"Here, beldam—deyvil's kind," cried Hatteraick in his harshest voice, "have you brought me the brandy and news of my people?"
"Here is the flask for you," answered Meg, passing it to him; "but as for your crew, they are all cut down and scattered by the redcoats!"
"Storm and wetter, ye hag," he cried, "ye bring ill news. This coast is fatal to me! And what of Glossin?"
"Ye missed your stroke there," she said; "ye have nothing to expect from him!"
"Hagel," cried the ruffian, "if only I had him by the throat! He has led me to perdition—men lost, boat lost, credit lost. I dare never show my face in Flushing again!"
"You will never need!" croaked the gipsy.
Meg's sombre prophecy startled Hatteraick. He looked up suddenly.
"What is that you say, witch?
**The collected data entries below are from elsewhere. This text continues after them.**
//! Content type definitions.

use std::collections::BTreeMap;

use serde::Serialize;
use tracing::{debug, info};

use crate::capability::{self, CapabilityType};
use crate::error::{Error, Result};
use crate::host::{Host, Identity, Translate};
use crate::lifecycle::{InitPhase, Registration};
use crate::naming::{NamePack, non_empty};
use crate::settings::{DefinitionOptions, FinalSettings, Rewrite, label};

/// Singular name used when no names are supplied.
pub const DEFAULT_SINGULAR: &str = "Custom Post Type";

/// Icon reported when none has been set.
pub const DEFAULT_MENU_ICON: &str = "dashicons-admin-post";

const ICON_PREFIX: &str = "dashicons-";

/// Declarative description of one content type.
///
/// Setters validate their input and leave the definition unchanged on
/// failure. [`finalize`](Self::finalize) computes the settings without
/// touching a host; [`create`](Self::create) schedules registration for the
/// host's init phase.
#[derive(Debug, Clone)]
pub struct ContentTypeDefinition {
    names: NamePack,
    options: DefinitionOptions,
    menu_icon: Option<String>,
    supports: Vec<String>,
    taxonomies: Vec<String>,
    menu_position: i32,
    public: bool,
    has_archive: bool,
    show_in_rest: bool,
    capability_type: CapabilityType,
    capabilities: BTreeMap<String, String>,
}

#[derive(Serialize)]
struct ContentTypeLabels {
    name: String,
    singular_name: String,
    menu_name: String,
    all_items: String,
    add_new: String,
    add_new_item: String,
    edit_item: String,
    new_item: String,
    view_item: String,
    search_items: String,
    not_found: String,
    not_found_in_trash: String,
    parent_item_colon: String,
}

#[derive(Serialize)]
struct ContentTypeDefaults<'a> {
    labels: ContentTypeLabels,
    menu_icon: Option<&'a str>,
    supports: &'a [String],
    taxonomies: &'a [String],
    menu_position: i32,
    public: bool,
    show_ui: bool,
    show_in_menu: bool,
    show_in_rest: bool,
    publicly_queryable: bool,
    exclude_from_search: bool,
    has_archive: bool,
    query_var: bool,
    can_export: bool,
    rewrite: Rewrite,
    capability_type: [&'a str; 2],
    capabilities: &'a BTreeMap<String, String>,
}

impl ContentTypeDefinition {
    /// Create a definition from up to four names (singular, plural, slug,
    /// db name) with no option overrides.
    pub fn new<S: AsRef<str>>(names: &[S]) -> Result<Self> {
        Self::with_options(names, DefinitionOptions::new())
    }

    /// Create a definition with an option overlay.
    pub fn with_options<S: AsRef<str>>(names: &[S], options: DefinitionOptions) -> Result<Self> {
        let capability_type = CapabilityType::default();
        Ok(Self {
            names: NamePack::derive(names, DEFAULT_SINGULAR)?,
            options,
            menu_icon: None,
            supports: ["title", "editor", "thumbnail", "author"]
                .map(String::from)
                .into(),
            taxonomies: Vec::new(),
            menu_position: 5,
            public: true,
            has_archive: true,
            show_in_rest: true,
            capabilities: capability::content_type_capabilities(&capability_type),
            capability_type,
        })
    }

    pub fn names(&self) -> &NamePack {
        &self.names
    }

    pub fn singular(&self) -> &str {
        self.names.singular()
    }

    pub fn set_singular(&mut self, singular: &str) -> Result<&mut Self> {
        self.names.set_singular(singular)?;
        Ok(self)
    }

    pub fn plural(&self) -> &str {
        self.names.plural()
    }

    pub fn set_plural(&mut self, plural: &str) -> Result<&mut Self> {
        self.names.set_plural(plural)?;
        Ok(self)
    }

    pub fn slug(&self) -> &str {
        self.names.slug()
    }

    pub fn set_slug(&mut self, slug: &str) -> Result<&mut Self> {
        self.names.set_slug(slug)?;
        Ok(self)
    }

    pub fn db_name(&self) -> &str {
        self.names.db_name()
    }

    pub fn set_db_name(&mut self, db_name: &str) -> Result<&mut Self> {
        self.names.set_db_name(db_name)?;
        Ok(self)
    }

    /// The menu icon, or [`DEFAULT_MENU_ICON`] when unset.
    pub fn menu_icon(&self) -> &str {
        self.menu_icon.as_deref().unwrap_or(DEFAULT_MENU_ICON)
    }

    /// Set the menu icon. `blank` clears it; names without the
    /// `dashicons-` prefix get it prepended.
    pub fn set_menu_icon(&mut self, icon: &str) -> Result<&mut Self> {
        let icon = non_empty(icon, "content type menu icon")?;
        self.menu_icon = Some(if icon == "blank" {
            String::new()
        } else if icon.starts_with(ICON_PREFIX) {
            icon.to_string()
        } else {
            format!("{ICON_PREFIX}{icon}")
        });
        Ok(self)
    }

    pub fn supports(&self) -> &[String] {
        &self.supports
    }

    pub fn set_supports<I, S>(&mut self, supports: I) -> Result<&mut Self>
    where
        I: IntoIterator<Item = S>,
        S: AsRef<str>,
    {
        self.supports = non_empty_list(supports, "content type supported features")?;
        Ok(self)
    }

    /// Set supported features from a comma-separated list.
    pub fn set_supports_str(&mut self, supports: &str) -> Result<&mut Self> {
        self.set_supports(split_list(supports))
    }

    pub fn taxonomies(&self) -> &[String] {
        &self.taxonomies
    }

    pub fn set_taxonomies<I, S>(&mut self, taxonomies: I) -> Result<&mut Self>
    where
        I: IntoIterator<Item = S>,
        S: AsRef<str>,
    {
        self.taxonomies = non_empty_list(taxonomies, "content type taxonomies")?;
        Ok(self)
    }

    /// Set attached taxonomies from a comma-separated list.
    pub fn set_taxonomies_str(&mut self, taxonomies: &str) -> Result<&mut Self> {
        self.set_taxonomies(split_list(taxonomies))
    }

    pub fn menu_position(&self) -> i32 {
        self.menu_position
    }

    pub fn set_menu_position(&mut self, position: i32) -> Result<&mut Self> {
        if position < 0 {
            return Err(Error::invalid(format!(
                "content type menu position must not be negative, got {position}"
            )));
        }
        self.menu_position = position;
        Ok(self)
    }

    pub fn is_public(&self) -> bool {
        self.public
    }

    pub fn set_public(&mut self, public: bool) -> &mut Self {
        self.public = public;
        self
    }

    pub fn has_archive(&self) -> bool {
        self.has_archive
    }

    pub fn set_has_archive(&mut self, has_archive: bool) -> &mut Self {
        self.has_archive = has_archive;
        self
    }

    pub fn show_in_rest(&self) -> bool {
        self.show_in_rest
    }

    pub fn set_show_in_rest(&mut self, show_in_rest: bool) -> &mut Self {
        self.show_in_rest = show_in_rest;
        self
    }

    pub fn capability_type(&self) -> &CapabilityType {
        &self.capability_type
    }

    /// Set the capability type and regenerate the capability map.
    pub fn set_capability_type(&mut self, capability_type: CapabilityType) -> &mut Self {
        self.capabilities = capability::content_type_capabilities(&capability_type);
        self.capability_type = capability_type;
        self
    }

    /// Generic meta-capability name to the concrete capability of this type.
    pub fn capabilities(&self) -> &BTreeMap<String, String> {
        &self.capabilities
    }

    /// Always fails: capabilities are generated from the capability type.
    pub fn set_capabilities(&mut self, _capabilities: BTreeMap<String, String>) -> Result<&mut Self> {
        Err(Error::invalid(
            "content type capabilities cannot be set directly; use set_capability_type() to generate them",
        ))
    }

    pub fn options(&self) -> &DefinitionOptions {
        &self.options
    }

    /// Replace the option overlay.
    pub fn set_options(&mut self, options: DefinitionOptions) -> &mut Self {
        self.options = options;
        self
    }

    /// Settings with labels left untranslated.
    pub fn finalize(&self) -> Result<FinalSettings> {
        self.plan(&Identity)
    }

    /// Compute the settings that will be registered: defaults derived from
    /// the names and flags, with the option overlay merged recursively on top.
    pub fn plan<T: Translate + ?Sized>(&self, translator: &T) -> Result<FinalSettings> {
        let singular = self.names.singular();
        let plural = self.names.plural();
        let domain = self.names.slug();
        let t = |pattern: &str, name: &str| label(translator, pattern, name, domain);

        let labels = ContentTypeLabels {
            name: t("%s", plural),
            singular_name: t("%s", singular),
            menu_name: t("%s", plural),
            all_items: t("%s", plural),
            add_new: t("Add New", ""),
            add_new_item: t("Add New %s", singular),
            edit_item: t("Edit %s", singular),
            new_item: t("New %s", singular),
            view_item: t("View %s", singular),
            search_items: t("Search %s", plural),
            not_found: t("No %s found", plural),
            not_found_in_trash: t("No %s found in Trash", plural),
            parent_item_colon: t("Parent %s:", singular),
        };

        let defaults = ContentTypeDefaults {
            labels,
            menu_icon: self.menu_icon.as_deref(),
            supports: &self.supports,
            taxonomies: &self.taxonomies,
            menu_position: self.menu_position,
            public: self.public,
            show_ui: true,
            show_in_menu: true,
            show_in_rest: self.show_in_rest,
            publicly_queryable: true,
            exclude_from_search: false,
            has_archive: self.has_archive,
            query_var: true,
            can_export: true,
            rewrite: Rewrite::new(self.names.slug()),
            capability_type: [
                self.capability_type.singular.as_str(),
                self.capability_type.plural.as_str(),
            ],
            capabilities: &self.capabilities,
        };

        FinalSettings::merge(&defaults, &self.options)
    }

    /// Schedule registration for the host's init phase.
    pub fn create(&self, init: &mut InitPhase) {
        init.schedule(Registration::ContentType(self.clone()));
    }

    /// Register with the host now, unless the type already exists.
    /// Returns whether a registration happened.
    pub fn register<H: Host + ?Sized>(&self, host: &mut H) -> Result<bool> {
        let db_name = self.names.db_name();
        if host.type_exists(db_name) {
            debug!(db_name = %db_name, "content type already registered, skipping");
            return Ok(false);
        }

        let settings = self.plan(&*host)?;
        host.register_content_type(db_name, &settings.to_value())?;
        info!(db_name = %db_name, slug = %self.names.slug(), "registered content type");
        Ok(true)
    }
}

/// Split a comma-separated list, trimming entries and dropping empty ones.
pub(crate) fn split_list(list: &str) -> Vec<String> {
    list.split(',')
        .map(str::trim)
        .filter(|s| !s.is_empty())
        .map(String::from)
        .collect()
}

pub(crate) fn non_empty_list<I, S>(values: I, field: &str) -> Result<Vec<String>>
where
    I: IntoIterator<Item = S>,
    S: AsRef<str>,
{
    let values: Vec<String> = values
        .into_iter()
        .map(|s| s.as_ref().trim().to_string())
        .collect();
    if values.is_empty() || values.iter().any(String::is_empty) {
        return Err(Error::invalid(format!("{field} need to be defined")));
    }
    Ok(values)
}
And what are you doing there?" he cried. Meg dropped a firebrand steeped in spirit upon some loose flax. Instantly a tall column of brilliant wavering light filled the cave.
"Ye will never need to go to Flushing," she said, "because 'The Hour's come and the Man!'"
At the signal, Bertram and Dandie Dinmont, springing over the brushwood, rushed upon Hatteraick. Hazlewood, not knowing the plan of assault, was a moment later. The ruffian instantly understood that he had been betrayed, and the first brunt of his anger fell upon Meg Merrilies, at whose breast he fired a pistol point-blank. She fell with a shriek which was partly the sudden pain of the wound, and partly a shout of triumphant laughter.